● **What the task requires**
A stretch of the entries below is to be set down exactly, running from the line with "segment are zero." through the line with "pub fn end_address(&self)", both included, and no other line.

Source records

________

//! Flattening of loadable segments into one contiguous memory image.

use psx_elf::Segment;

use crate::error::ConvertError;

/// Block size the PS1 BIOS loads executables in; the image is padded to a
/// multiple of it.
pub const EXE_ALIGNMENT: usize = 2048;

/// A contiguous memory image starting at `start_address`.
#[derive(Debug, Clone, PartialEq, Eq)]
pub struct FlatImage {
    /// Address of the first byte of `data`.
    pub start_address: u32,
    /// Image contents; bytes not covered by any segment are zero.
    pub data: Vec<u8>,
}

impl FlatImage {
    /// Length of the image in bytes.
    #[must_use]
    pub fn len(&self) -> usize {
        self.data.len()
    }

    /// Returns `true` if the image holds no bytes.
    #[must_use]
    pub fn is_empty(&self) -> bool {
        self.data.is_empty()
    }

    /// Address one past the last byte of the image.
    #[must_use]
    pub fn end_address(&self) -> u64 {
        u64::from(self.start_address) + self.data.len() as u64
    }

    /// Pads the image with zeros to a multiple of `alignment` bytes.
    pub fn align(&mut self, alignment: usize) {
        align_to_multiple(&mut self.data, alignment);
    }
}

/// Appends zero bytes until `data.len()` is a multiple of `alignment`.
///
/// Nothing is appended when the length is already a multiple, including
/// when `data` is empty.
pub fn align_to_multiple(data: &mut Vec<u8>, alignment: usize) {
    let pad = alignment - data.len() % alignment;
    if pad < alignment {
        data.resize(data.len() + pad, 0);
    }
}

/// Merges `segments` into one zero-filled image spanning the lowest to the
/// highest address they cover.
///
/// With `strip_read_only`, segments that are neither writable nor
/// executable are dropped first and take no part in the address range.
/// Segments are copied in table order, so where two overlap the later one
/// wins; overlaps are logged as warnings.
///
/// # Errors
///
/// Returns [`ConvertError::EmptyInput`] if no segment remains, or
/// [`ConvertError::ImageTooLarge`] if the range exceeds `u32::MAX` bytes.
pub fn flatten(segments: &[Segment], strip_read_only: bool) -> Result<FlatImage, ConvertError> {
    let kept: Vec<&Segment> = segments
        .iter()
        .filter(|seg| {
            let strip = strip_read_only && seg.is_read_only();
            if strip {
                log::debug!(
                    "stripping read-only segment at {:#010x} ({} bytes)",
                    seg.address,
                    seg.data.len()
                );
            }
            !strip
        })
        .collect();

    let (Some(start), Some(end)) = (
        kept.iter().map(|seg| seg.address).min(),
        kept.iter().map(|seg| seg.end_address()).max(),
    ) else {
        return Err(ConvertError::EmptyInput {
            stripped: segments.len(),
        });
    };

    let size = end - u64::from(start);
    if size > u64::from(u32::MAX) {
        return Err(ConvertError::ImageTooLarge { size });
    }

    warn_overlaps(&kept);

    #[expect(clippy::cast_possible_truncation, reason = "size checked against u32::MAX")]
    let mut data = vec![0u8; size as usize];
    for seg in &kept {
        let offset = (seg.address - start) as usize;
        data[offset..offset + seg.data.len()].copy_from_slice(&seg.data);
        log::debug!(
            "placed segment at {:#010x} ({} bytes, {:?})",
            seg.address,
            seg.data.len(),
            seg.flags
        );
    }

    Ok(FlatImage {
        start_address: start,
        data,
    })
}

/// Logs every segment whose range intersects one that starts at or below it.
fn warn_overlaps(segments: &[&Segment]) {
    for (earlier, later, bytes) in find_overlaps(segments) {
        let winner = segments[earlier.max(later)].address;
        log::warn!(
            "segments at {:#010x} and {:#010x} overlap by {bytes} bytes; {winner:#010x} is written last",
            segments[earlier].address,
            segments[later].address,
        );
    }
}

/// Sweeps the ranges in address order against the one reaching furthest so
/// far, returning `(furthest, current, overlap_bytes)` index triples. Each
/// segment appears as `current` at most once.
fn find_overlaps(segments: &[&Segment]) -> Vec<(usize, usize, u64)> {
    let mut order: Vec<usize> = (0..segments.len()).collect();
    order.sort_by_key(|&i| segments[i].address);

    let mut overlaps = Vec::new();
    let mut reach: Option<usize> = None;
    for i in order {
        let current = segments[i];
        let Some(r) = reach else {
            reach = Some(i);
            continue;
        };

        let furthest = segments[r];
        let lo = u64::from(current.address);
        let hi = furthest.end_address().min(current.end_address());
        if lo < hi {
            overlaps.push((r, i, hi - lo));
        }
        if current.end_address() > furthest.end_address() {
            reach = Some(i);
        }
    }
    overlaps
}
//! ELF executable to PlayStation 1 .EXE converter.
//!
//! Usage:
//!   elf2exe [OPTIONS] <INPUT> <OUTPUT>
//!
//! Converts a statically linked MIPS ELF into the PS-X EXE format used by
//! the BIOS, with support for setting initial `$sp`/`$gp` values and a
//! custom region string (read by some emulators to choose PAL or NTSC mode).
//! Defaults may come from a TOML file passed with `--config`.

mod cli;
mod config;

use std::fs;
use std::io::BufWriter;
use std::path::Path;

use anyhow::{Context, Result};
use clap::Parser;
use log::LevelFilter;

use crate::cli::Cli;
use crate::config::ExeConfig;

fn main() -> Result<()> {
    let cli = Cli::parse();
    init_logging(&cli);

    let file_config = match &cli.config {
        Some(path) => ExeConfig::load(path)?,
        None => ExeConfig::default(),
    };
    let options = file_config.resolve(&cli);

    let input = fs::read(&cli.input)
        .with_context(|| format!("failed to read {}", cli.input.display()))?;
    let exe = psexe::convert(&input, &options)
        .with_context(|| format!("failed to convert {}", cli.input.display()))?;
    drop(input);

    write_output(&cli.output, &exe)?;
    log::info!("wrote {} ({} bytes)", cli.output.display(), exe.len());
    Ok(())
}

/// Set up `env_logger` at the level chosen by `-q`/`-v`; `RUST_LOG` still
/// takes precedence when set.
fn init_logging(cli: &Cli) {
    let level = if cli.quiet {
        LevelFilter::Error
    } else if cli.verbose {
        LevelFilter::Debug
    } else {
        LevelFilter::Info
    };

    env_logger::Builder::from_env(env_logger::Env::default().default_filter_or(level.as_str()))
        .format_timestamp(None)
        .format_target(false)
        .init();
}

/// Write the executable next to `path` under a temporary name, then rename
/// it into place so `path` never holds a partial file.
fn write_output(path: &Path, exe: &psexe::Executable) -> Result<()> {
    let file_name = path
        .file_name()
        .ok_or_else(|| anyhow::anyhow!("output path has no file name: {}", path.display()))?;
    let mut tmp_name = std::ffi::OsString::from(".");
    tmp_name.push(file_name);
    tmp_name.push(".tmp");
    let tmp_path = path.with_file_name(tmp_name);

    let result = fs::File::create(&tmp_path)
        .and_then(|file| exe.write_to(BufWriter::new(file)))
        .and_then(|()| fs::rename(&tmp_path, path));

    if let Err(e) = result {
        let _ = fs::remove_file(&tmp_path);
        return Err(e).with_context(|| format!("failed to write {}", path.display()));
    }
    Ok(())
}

________

● **Your response**
    /// Image contents; bytes not covered by any segment are zero.
    pub data: Vec<u8>,
}

impl FlatImage {
    /// Length of the image in bytes.
    #[must_use]
    pub fn len(&self) -> usize {
        self.data.len()
    }

    /// Returns `true` if the image holds no bytes.
    #[must_use]
    pub fn is_empty(&self) -> bool {
        self.data.is_empty()
    }

    /// Address one past the last byte of the image.
    #[must_use]
    pub fn end_address(&self) -> u64 {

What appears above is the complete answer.